Second- and third-tier universities often create unneeded doctoral programs to become eligible for additional federal support and to increase their global profile. For example, the University of North Texas has 36,000 students and advertises itself as “a student-focused public research university” offering “97 bachelor’s, 82 master’s and 35 doctoral degree programs.”
Even this is not enough. Although severe budget shortfalls have led to cuts of as much as 90 percent for some programs, the university is adding new doctoral programs in a quest for the elusive top-tier status. This makes no educational sense and violates basic market principles. If successful, the University of North Texas will join too many other schools that are spending large amounts for unneeded programs that turn out products ― doctoral graduates ― for which the supply far outweighs the demand. This is a national issue, as pointed out in an article this month in the Chronicle of Higher Education titled “The Ph.D. Now Comes With Food Stamps.”
While overestimating the value of competition can lead to less, not more, innovation, underestimating the value of cooperation tends to discourage the exploration of possibilities for creative interaction. With escalating costs, limited resources and growing political concern about student debt, institutions should be developing innovative ways to cooperate that will prove to be mutually beneficial, in the same way that companies merge and become more efficient.
In the past, cooperative arrangements were limited to schools near each other, but teleconferencing, Skype and the Internet have exponentially expanded opportunities for interaction. Universities can no longer afford to teach every subject that students think they need to study.

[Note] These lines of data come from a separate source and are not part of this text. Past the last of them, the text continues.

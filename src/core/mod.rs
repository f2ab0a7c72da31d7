use rand::distr::{Alphanumeric, SampleString};

pub mod classify;
pub mod exit_status;
pub mod item;
pub mod repeat;
pub mod retry;
pub mod settings;
pub mod step;

/// Generates a random name consisting of alphanumeric characters.
pub(crate) fn build_name() -> String {
    Alphanumeric.sample_string(&mut rand::rng(), 8)
}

Fiscal conservatives who typically extol competition see its insane effects in higher education. John Kasich, the Republican governor of Ohio, wonders why all public universities in his state have to offer every major. “It’s not just inefficiencies,” he says. “It’s, ‘I want to be the best in this.’ It’s duplication of resources.”
Some subjects can be outsourced; for example, let one college have a strong French department and another a strong German department. In other cases, costs can be shared by splitting a faculty member’s time between two or more institutions, physically and virtually. For the first half of the semester, what is taught at one college can be remotely transmitted to another, and for the second half of the term this process can be reversed. Faculty members would no longer be affiliated with a single college or university and would be required to become much more mobile.

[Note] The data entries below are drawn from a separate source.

//! Pauses between retry attempts.
//!
//! A [`BackOffPolicy`] computes how long to wait; a [`Sleeper`] does the
//! waiting. Swapping the sleeper lets tests observe the pauses without
//! blocking, and lets a coordinator interrupt a pause with
//! [`InterruptibleSleeper::interrupt`].

use std::{
    sync::{Arc, Condvar, Mutex, PoisonError},
    time::Duration,
};

use log::debug;
use rand::distr::{Distribution, Uniform};

use super::context::RetryContext;
use crate::error::BatchError;

/// Waits for a duration.
pub trait Sleeper: Send + Sync {
    /// Returns [`BatchError::BackOffInterrupted`] if the pause was cut short.
    fn sleep(&self, duration: Duration) -> Result<(), BatchError>;
}

/// Blocks the current thread.
#[derive(Debug, Default, Clone, Copy)]
pub struct ThreadSleeper;

impl Sleeper for ThreadSleeper {
    fn sleep(&self, duration: Duration) -> Result<(), BatchError> {
        std::thread::sleep(duration);
        Ok(())
    }
}

/// Sleeper that another thread can wake early.
///
/// An interrupt raised while nobody sleeps is kept and aborts the next pause.
/// Each interrupt is consumed by exactly one pause.
#[derive(Debug, Default)]
pub struct InterruptibleSleeper {
    interrupted: Mutex<bool>,
    wakeup: Condvar,
}

impl InterruptibleSleeper {
    pub fn new() -> Self {
        Self::default()
    }

    pub fn interrupt(&self) {
        *self
            .interrupted
            .lock()
            .unwrap_or_else(PoisonError::into_inner) = true;
        self.wakeup.notify_all();
    }
}

impl Sleeper for InterruptibleSleeper {
    fn sleep(&self, duration: Duration) -> Result<(), BatchError> {
        let guard = self
            .interrupted
            .lock()
            .unwrap_or_else(PoisonError::into_inner);
        let (mut interrupted, _) = self
            .wakeup
            .wait_timeout_while(guard, duration, |interrupted| !*interrupted)
            .unwrap_or_else(PoisonError::into_inner);

        if *interrupted {
            *interrupted = false;
            return Err(BatchError::BackOffInterrupted(format!(
                "interrupted during a pause of {:?}",
                duration
            )));
        }
        Ok(())
    }
}

/// Back-off state of one retry sequence.
#[derive(Debug, Clone, Default, PartialEq, Eq)]
pub struct BackOffContext {
    interval: Duration,
    back_offs: usize,
}

impl BackOffContext {
    pub fn new(interval: Duration) -> Self {
        Self {
            interval,
            back_offs: 0,
        }
    }

    /// The pause the next back off will use.
    pub fn interval(&self) -> Duration {
        self.interval
    }

    /// Number of pauses taken so far.
    pub fn back_offs(&self) -> usize {
        self.back_offs
    }
}

/// Decides how long to pause between two attempts.
pub trait BackOffPolicy: Send + Sync {
    /// Starts the back-off state for a new retry sequence.
    fn start(&self, _context: &RetryContext) -> BackOffContext {
        BackOffContext::default()
    }

    /// Pauses before the next attempt.
    ///
    /// An interrupted pause aborts the retry sequence.
    fn back_off(&self, back_off_context: &mut BackOffContext) -> Result<(), BatchError>;
}

/// Retries immediately.
#[derive(Debug, Default, Clone, Copy)]
pub struct NoBackOffPolicy;

impl BackOffPolicy for NoBackOffPolicy {
    fn back_off(&self, back_off_context: &mut BackOffContext) -> Result<(), BatchError> {
        back_off_context.back_offs += 1;
        Ok(())
    }
}

/// Pauses for the same period before every retry.
pub struct FixedBackOffPolicy {
    period: Duration,
    sleeper: Arc<dyn Sleeper>,
}

impl FixedBackOffPolicy {
    pub const DEFAULT_PERIOD: Duration = Duration::from_secs(1);

    pub fn new(period: Duration) -> Self {
        Self {
            period,
            sleeper: Arc::new(ThreadSleeper),
        }
    }

    pub fn with_sleeper(mut self, sleeper: Arc<dyn Sleeper>) -> Self {
        self.sleeper = sleeper;
        self
    }

    pub fn period(&self) -> Duration {
        self.period
    }
}

impl Default for FixedBackOffPolicy {
    fn default() -> Self {
        Self::new(Self::DEFAULT_PERIOD)
    }
}

impl BackOffPolicy for FixedBackOffPolicy {
    fn start(&self, _context: &RetryContext) -> BackOffContext {
        BackOffContext::new(self.period)
    }

    fn back_off(&self, back_off_context: &mut BackOffContext) -> Result<(), BatchError> {
        debug!("Fixed back off for {:?}", self.period);
        self.sleeper.sleep(self.period)?;
        back_off_context.back_offs += 1;
        Ok(())
    }
}

/// Pause grows by `multiplier` after each retry, capped at `max_interval`.
pub struct ExponentialBackOffPolicy {
    initial_interval: Duration,
    multiplier: f64,
    max_interval: Duration,
    sleeper: Arc<dyn Sleeper>,
}

impl ExponentialBackOffPolicy {
    pub const DEFAULT_INITIAL_INTERVAL: Duration = Duration::from_millis(100);
    pub const DEFAULT_MULTIPLIER: f64 = 2.0;
    pub const DEFAULT_MAX_INTERVAL: Duration = Duration::from_secs(30);

    pub fn new(initial_interval: Duration, multiplier: f64, max_interval: Duration) -> Self {
        Self {
            initial_interval,
            multiplier: multiplier.max(1.0),
            max_interval: max_interval.max(initial_interval),
            sleeper: Arc::new(ThreadSleeper),
        }
    }

    pub fn with_sleeper(mut self, sleeper: Arc<dyn Sleeper>) -> Self {
        self.sleeper = sleeper;
        self
    }

    pub fn initial_interval(&self) -> Duration {
        self.initial_interval
    }

    pub fn multiplier(&self) -> f64 {
        self.multiplier
    }

    pub fn max_interval(&self) -> Duration {
        self.max_interval
    }

    fn next_interval(&self, current: Duration) -> Duration {
        Duration::try_from_secs_f64(current.as_secs_f64() * self.multiplier)
            .map_or(self.max_interval, |next| next.min(self.max_interval))
    }
}

impl Default for ExponentialBackOffPolicy {
    fn default() -> Self {
        Self::new(
            Self::DEFAULT_INITIAL_INTERVAL,
            Self::DEFAULT_MULTIPLIER,
            Self::DEFAULT_MAX_INTERVAL,
        )
    }
}

impl BackOffPolicy for ExponentialBackOffPolicy {
    fn start(&self, _context: &RetryContext) -> BackOffContext {
        BackOffContext::new(self.initial_interval)
    }

    fn back_off(&self, back_off_context: &mut BackOffContext) -> Result<(), BatchError> {
        let interval = back_off_context.interval;
        debug!("Exponential back off for {:?}", interval);
        self.sleeper.sleep(interval)?;
        back_off_context.interval = self.next_interval(interval);
        back_off_context.back_offs += 1;
        Ok(())
    }
}

/// Pauses for a random period drawn uniformly from `[min, max)`.
pub struct UniformRandomBackOffPolicy {
    min: Duration,
    max: Duration,
    sleeper: Arc<dyn Sleeper>,
}

impl UniformRandomBackOffPolicy {
    pub const DEFAULT_MIN: Duration = Duration::from_millis(500);
    pub const DEFAULT_MAX: Duration = Duration::from_millis(1500);

    pub fn new(min: Duration, max: Duration) -> Self {
        Self {
            min,
            max,
            sleeper: Arc::new(ThreadSleeper),
        }
    }

    pub fn with_sleeper(mut self, sleeper: Arc<dyn Sleeper>) -> Self {
        self.sleeper = sleeper;
        self
    }

    fn pick(&self) -> Result<Duration, BatchError> {
        if self.max <= self.min {
            return Ok(self.min);
        }
        let range = Uniform::new(millis(self.min)?, millis(self.max)?)
            .map_err(|err| BatchError::Configuration(err.to_string()))?;
        Ok(Duration::from_millis(range.sample(&mut rand::rng())))
    }
}

fn millis(duration: Duration) -> Result<u64, BatchError> {
    u64::try_from(duration.as_millis()).map_err(|_| {
        BatchError::Configuration(format!("back-off bound {:?} is out of range", duration))
    })
}

impl Default for UniformRandomBackOffPolicy {
    fn default() -> Self {
        Self::new(Self::DEFAULT_MIN, Self::DEFAULT_MAX)
    }
}

impl BackOffPolicy for UniformRandomBackOffPolicy {
    fn back_off(&self, back_off_context: &mut BackOffContext) -> Result<(), BatchError> {
        let interval = self.pick()?;
        debug!("Random back off for {:?}", interval);
        self.sleeper.sleep(interval)?;
        back_off_context.interval = interval;
        back_off_context.back_offs += 1;
        Ok(())
    }
}

#[cfg(test)]
pub(crate) mod tests {
    use std::{sync::Mutex, time::Instant};

    use super::*;

    /// Records requested pauses instead of sleeping.
    #[derive(Default)]
    pub(crate) struct RecordingSleeper {
        pub(crate) pauses: Mutex<Vec<Duration>>,
    }

    impl Sleeper for RecordingSleeper {
        fn sleep(&self, duration: Duration) -> Result<(), BatchError> {
            self.pauses.lock().unwrap().push(duration);
            Ok(())
        }
    }

    #[test]
    fn exponential_doubles_up_to_max() {
        let sleeper = Arc::new(RecordingSleeper::default());
        let policy = ExponentialBackOffPolicy::new(
            Duration::from_millis(100),
            2.0,
            Duration::from_millis(500),
        )
        .with_sleeper(sleeper.clone());

        let mut back_off = policy.start(&RetryContext::default());
        for _ in 0..5 {
            policy.back_off(&mut back_off).unwrap();
        }

        let millis: Vec<u128> = sleeper
            .pauses
            .lock()
            .unwrap()
            .iter()
            .map(Duration::as_millis)
            .collect();
        assert_eq!(millis, vec![100, 200, 400, 500, 500]);
        assert_eq!(back_off.back_offs(), 5);
    }

    #[test]
    fn exponential_defaults() {
        let policy = ExponentialBackOffPolicy::default();
        assert_eq!(policy.initial_interval(), Duration::from_millis(100));
        assert_eq!(policy.multiplier(), 2.0);
        assert_eq!(policy.max_interval(), Duration::from_secs(30));
    }

    #[test]
    fn fixed_uses_same_period() {
        let sleeper = Arc::new(RecordingSleeper::default());
        let policy = FixedBackOffPolicy::new(Duration::from_millis(50)).with_sleeper(sleeper.clone());

        let mut back_off = policy.start(&RetryContext::default());
        policy.back_off(&mut back_off).unwrap();
        policy.back_off(&mut back_off).unwrap();

        assert_eq!(
            *sleeper.pauses.lock().unwrap(),
            vec![Duration::from_millis(50); 2]
        );
        assert_eq!(FixedBackOffPolicy::default().period(), Duration::from_secs(1));
    }

    #[test]
    fn uniform_random_stays_in_range() {
        let sleeper = Arc::new(RecordingSleeper::default());
        let policy =
            UniformRandomBackOffPolicy::new(Duration::from_millis(10), Duration::from_millis(20))
                .with_sleeper(sleeper.clone());

        let mut back_off = policy.start(&RetryContext::default());
        for _ in 0..20 {
            policy.back_off(&mut back_off).unwrap();
        }

        for pause in sleeper.pauses.lock().unwrap().iter() {
            assert!(*pause >= Duration::from_millis(10));
            assert!(*pause < Duration::from_millis(20));
        }
    }

    #[test]
    fn exponential_growth_saturates_at_max_interval() {
        let sleeper = Arc::new(RecordingSleeper::default());
        let policy = ExponentialBackOffPolicy::new(
            Duration::from_millis(1),
            1e300,
            Duration::from_millis(2),
        )
        .with_sleeper(sleeper.clone());
        let mut back_off = policy.start(&RetryContext::default());

        for _ in 0..3 {
            policy.back_off(&mut back_off).unwrap();
        }

        assert_eq!(
            *sleeper.pauses.lock().unwrap(),
            vec![
                Duration::from_millis(1),
                Duration::from_millis(2),
                Duration::from_millis(2)
            ]
        );

        let unbounded =
            ExponentialBackOffPolicy::new(Duration::from_secs(1), f64::INFINITY, Duration::MAX);
        assert_eq!(unbounded.next_interval(Duration::from_secs(1)), Duration::MAX);
    }

    #[test]
    fn uniform_random_rejects_bounds_beyond_u64_millis() {
        let policy = UniformRandomBackOffPolicy::new(Duration::from_millis(1), Duration::MAX)
            .with_sleeper(Arc::new(RecordingSleeper::default()));
        let mut back_off = BackOffContext::new(Duration::ZERO);

        let result = policy.back_off(&mut back_off);

        assert!(matches!(result, Err(BatchError::Configuration(_))));
        assert_eq!(back_off.back_offs(), 0);
    }

    #[test]
    fn uniform_random_with_empty_range_uses_min() {
        let sleeper = Arc::new(RecordingSleeper::default());
        let policy =
            UniformRandomBackOffPolicy::new(Duration::from_millis(30), Duration::from_millis(30))
                .with_sleeper(sleeper.clone());

        let mut back_off = policy.start(&RetryContext::default());
        policy.back_off(&mut back_off).unwrap();
        assert_eq!(*sleeper.pauses.lock().unwrap(), vec![Duration::from_millis(30)]);
    }

    #[test]
    fn interrupt_aborts_pause() {
        let sleeper = Arc::new(InterruptibleSleeper::new());
        let interrupter = Arc::clone(&sleeper);

        let handle = std::thread::spawn(move || {
            std::thread::sleep(Duration::from_millis(20));
            interrupter.interrupt();
        });

        let start = Instant::now();
        let result = sleeper.sleep(Duration::from_secs(10));
        handle.join().unwrap();

        assert!(matches!(result, Err(BatchError::BackOffInterrupted(_))));
        assert!(start.elapsed() < Duration::from_secs(10));
    }

    #[test]
    fn pending_interrupt_is_consumed_once() {
        let sleeper = InterruptibleSleeper::new();
        sleeper.interrupt();

        assert!(sleeper.sleep(Duration::from_millis(1)).is_err());
        assert!(sleeper.sleep(Duration::from_millis(1)).is_ok());
    }
}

To consolidate resources without jeopardizing the quality of research and teaching, universities should form consortiums to share faculty. The most effective organizational structure would be to have a core faculty of select members of the home department and from departments at participating institutions, which could be supplemented by colleagues in the undergraduate programs at related universities. Qualified faculty members would participate on a rotating basis, and courses would not be limited to offerings by resident professors but would include lectures and seminars conducted remotely. With more faculty members from different institutions involved, the quality of education would probably improve.
In every complex system ― be it educational, economic, political, social or biological ― competition and cooperation must be effectively balanced. When competition becomes excessive, it becomes counterproductive.
The recent announcement that Harvard and Massachusetts Institute of Technology are cooperating to offer free online courses is a promising development. Much more needs to be done.
By Mark C. Taylor
Mark C. Taylor is chairman of the department of religion at Columbia University, professor of philosophy of religion at Union Theological Seminary and professor emeritus at Williams College. The opinions expressed are his own. ― Ed.